**Exercise aim:** The answer must consist of every line in the data below that holds the word "crate".

**Supplied material:**
------------
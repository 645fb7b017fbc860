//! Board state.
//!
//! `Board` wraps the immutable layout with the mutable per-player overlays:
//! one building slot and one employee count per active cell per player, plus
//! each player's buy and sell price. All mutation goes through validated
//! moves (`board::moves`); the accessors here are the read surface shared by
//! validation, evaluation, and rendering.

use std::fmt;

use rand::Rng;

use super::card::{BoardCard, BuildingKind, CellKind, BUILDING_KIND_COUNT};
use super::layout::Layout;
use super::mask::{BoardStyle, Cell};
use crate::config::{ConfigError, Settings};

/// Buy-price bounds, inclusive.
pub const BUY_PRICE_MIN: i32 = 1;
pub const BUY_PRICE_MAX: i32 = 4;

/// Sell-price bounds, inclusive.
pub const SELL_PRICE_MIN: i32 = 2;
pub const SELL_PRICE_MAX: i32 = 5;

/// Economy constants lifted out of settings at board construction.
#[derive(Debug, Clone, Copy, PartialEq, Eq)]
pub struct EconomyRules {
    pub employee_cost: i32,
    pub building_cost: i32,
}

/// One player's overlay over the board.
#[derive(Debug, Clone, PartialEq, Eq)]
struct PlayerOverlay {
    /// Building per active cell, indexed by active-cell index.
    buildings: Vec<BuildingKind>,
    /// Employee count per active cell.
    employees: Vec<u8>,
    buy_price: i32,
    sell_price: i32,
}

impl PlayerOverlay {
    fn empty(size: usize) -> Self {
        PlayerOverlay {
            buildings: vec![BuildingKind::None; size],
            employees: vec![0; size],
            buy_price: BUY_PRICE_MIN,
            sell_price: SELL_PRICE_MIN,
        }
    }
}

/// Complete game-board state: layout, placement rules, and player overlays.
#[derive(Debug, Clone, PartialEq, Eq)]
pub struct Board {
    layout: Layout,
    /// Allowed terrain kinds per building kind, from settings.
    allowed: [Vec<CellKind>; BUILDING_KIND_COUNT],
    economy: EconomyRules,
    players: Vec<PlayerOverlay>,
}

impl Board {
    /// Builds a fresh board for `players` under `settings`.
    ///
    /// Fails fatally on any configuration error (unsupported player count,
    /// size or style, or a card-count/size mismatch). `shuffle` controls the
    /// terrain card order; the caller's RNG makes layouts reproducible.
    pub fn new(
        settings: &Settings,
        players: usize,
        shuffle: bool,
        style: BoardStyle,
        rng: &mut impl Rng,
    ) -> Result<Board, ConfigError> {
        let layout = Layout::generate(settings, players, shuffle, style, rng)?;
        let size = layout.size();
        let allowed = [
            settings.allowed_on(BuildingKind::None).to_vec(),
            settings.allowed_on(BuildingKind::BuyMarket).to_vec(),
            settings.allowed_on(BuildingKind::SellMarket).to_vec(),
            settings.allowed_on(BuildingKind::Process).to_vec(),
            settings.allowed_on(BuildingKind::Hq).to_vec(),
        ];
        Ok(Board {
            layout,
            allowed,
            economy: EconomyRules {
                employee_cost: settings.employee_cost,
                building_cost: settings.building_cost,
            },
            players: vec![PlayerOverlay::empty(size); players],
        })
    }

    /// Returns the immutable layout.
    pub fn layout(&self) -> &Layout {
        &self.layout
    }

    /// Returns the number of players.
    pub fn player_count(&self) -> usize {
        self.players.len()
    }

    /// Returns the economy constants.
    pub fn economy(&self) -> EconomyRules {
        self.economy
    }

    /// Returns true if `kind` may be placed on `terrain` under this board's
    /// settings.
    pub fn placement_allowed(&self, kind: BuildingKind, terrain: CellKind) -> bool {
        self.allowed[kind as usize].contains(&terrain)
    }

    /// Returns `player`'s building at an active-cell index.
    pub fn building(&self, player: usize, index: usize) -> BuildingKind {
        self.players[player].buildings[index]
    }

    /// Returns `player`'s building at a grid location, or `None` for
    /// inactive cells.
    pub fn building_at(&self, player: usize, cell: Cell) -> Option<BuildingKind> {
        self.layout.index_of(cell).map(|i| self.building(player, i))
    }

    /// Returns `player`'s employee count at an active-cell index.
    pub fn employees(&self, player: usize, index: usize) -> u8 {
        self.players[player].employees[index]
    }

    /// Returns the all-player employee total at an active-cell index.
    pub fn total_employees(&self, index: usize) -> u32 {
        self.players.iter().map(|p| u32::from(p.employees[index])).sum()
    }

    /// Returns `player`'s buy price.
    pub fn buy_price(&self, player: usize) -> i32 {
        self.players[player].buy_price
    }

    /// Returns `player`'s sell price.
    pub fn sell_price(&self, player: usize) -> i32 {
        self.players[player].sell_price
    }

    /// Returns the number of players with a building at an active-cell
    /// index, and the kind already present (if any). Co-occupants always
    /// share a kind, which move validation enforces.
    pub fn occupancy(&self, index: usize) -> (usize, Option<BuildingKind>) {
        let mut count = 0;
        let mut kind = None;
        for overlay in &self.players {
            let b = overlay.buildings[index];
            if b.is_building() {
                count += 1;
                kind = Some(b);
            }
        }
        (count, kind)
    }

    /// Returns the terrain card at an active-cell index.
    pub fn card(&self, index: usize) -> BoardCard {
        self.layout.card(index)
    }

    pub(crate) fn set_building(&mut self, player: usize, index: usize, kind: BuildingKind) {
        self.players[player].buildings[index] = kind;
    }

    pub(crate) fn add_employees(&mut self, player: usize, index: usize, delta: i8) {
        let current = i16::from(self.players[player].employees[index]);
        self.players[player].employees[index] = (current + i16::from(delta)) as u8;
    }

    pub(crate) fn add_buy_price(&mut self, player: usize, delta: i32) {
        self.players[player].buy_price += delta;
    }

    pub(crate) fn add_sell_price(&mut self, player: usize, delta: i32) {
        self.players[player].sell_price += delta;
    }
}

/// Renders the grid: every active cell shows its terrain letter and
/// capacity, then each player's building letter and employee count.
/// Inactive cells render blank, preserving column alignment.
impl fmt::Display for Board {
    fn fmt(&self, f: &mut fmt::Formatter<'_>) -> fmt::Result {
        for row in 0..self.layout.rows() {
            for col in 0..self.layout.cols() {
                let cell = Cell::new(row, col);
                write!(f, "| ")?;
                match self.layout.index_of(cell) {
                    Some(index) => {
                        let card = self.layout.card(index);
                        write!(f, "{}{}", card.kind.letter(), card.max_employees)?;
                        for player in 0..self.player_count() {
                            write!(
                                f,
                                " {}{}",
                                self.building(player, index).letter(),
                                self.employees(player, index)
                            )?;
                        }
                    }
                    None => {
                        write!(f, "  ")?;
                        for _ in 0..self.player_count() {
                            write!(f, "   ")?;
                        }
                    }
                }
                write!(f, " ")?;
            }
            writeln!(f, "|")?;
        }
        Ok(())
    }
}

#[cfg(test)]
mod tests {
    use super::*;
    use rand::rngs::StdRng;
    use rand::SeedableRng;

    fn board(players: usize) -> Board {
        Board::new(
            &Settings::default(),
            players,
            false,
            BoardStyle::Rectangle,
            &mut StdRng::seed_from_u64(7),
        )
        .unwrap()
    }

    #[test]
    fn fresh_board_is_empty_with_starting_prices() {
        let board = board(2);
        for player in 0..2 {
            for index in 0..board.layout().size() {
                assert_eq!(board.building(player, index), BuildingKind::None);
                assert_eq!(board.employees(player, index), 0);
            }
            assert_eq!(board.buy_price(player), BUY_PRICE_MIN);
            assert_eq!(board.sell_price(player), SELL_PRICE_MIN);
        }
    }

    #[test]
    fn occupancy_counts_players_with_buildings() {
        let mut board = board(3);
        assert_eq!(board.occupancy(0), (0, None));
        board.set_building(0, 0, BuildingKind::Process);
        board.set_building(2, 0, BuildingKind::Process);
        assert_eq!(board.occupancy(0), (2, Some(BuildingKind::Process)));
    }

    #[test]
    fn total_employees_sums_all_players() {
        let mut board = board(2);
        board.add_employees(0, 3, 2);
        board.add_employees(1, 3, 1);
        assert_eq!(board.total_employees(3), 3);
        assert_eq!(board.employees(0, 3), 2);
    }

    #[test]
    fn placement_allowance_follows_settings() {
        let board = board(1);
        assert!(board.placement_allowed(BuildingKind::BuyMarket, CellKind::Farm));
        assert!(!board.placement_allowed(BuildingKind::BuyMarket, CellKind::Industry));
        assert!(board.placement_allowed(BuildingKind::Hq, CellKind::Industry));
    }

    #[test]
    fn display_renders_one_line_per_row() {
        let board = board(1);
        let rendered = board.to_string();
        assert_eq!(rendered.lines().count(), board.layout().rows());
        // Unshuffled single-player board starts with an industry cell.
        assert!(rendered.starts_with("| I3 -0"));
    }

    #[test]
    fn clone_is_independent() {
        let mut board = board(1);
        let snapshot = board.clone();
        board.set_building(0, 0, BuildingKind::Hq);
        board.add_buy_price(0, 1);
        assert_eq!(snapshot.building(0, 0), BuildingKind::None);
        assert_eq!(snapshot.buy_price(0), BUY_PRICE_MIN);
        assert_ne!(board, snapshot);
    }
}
------------
**Result of this task:**
use crate::config::{ConfigError, Settings};
    pub(crate) fn set_building(&mut self, player: usize, index: usize, kind: BuildingKind) {
    pub(crate) fn add_employees(&mut self, player: usize, index: usize, delta: i8) {
    pub(crate) fn add_buy_price(&mut self, player: usize, delta: i32) {
    pub(crate) fn add_sell_price(&mut self, player: usize, delta: i32) {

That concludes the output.